Collected data:
+===+
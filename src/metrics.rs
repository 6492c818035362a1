// src/metrics.rs
//! Metric names and one-time descriptions.
//!
//! The crate only emits through the `metrics` facade; installing a recorder
//! (and exporting) is left to the embedding process.

use metrics::{describe_counter, describe_histogram};
use once_cell::sync::OnceCell;

pub const CANDIDATES_SCANNED: &str = "radar_candidates_scanned_total";
pub const CANDIDATES_MALFORMED: &str = "radar_candidates_malformed_total";
pub const SELECTED: &str = "radar_selected_total";
pub const SCORE_MS: &str = "radar_score_ms";

/// Register descriptions once per process.
pub fn ensure_described() {
    static ONCE: OnceCell<()> = OnceCell::new();
    ONCE.get_or_init(|| {
        describe_counter!(CANDIDATES_SCANNED, "Candidate entries scanned per run.");
        describe_counter!(
            CANDIDATES_MALFORMED,
            "Candidate entries excluded for missing fields."
        );
        describe_counter!(SELECTED, "Candidates placed in the top-K.");
        describe_histogram!(SCORE_MS, "Batch scoring time in milliseconds.");
    });
}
+===+
▶ **Work order**
Write out the data again in full. Match it exactly.

▶ **Task solution**
filename src/metrics.rs
repository 6492c818035362a1
// src/metrics.rs
//! Metric names and one-time descriptions.
//!
//! The crate only emits through the `metrics` facade; installing a recorder
//! (and exporting) is left to the embedding process.

use metrics::{describe_counter, describe_histogram};
use once_cell::sync::OnceCell;

pub const CANDIDATES_SCANNED: &str = "radar_candidates_scanned_total";
pub const CANDIDATES_MALFORMED: &str = "radar_candidates_malformed_total";
pub const SELECTED: &str = "radar_selected_total";
pub const SCORE_MS: &str = "radar_score_ms";

/// Register descriptions once per process.
pub fn ensure_described() {
    static ONCE: OnceCell<()> = OnceCell::new();
    ONCE.get_or_init(|| {
        describe_counter!(CANDIDATES_SCANNED, "Candidate entries scanned per run.");
        describe_counter!(
            CANDIDATES_MALFORMED,
            "Candidate entries excluded for missing fields."
        );
        describe_counter!(SELECTED, "Candidates placed in the top-K.");
        describe_histogram!(SCORE_MS, "Batch scoring time in milliseconds.");
    });
}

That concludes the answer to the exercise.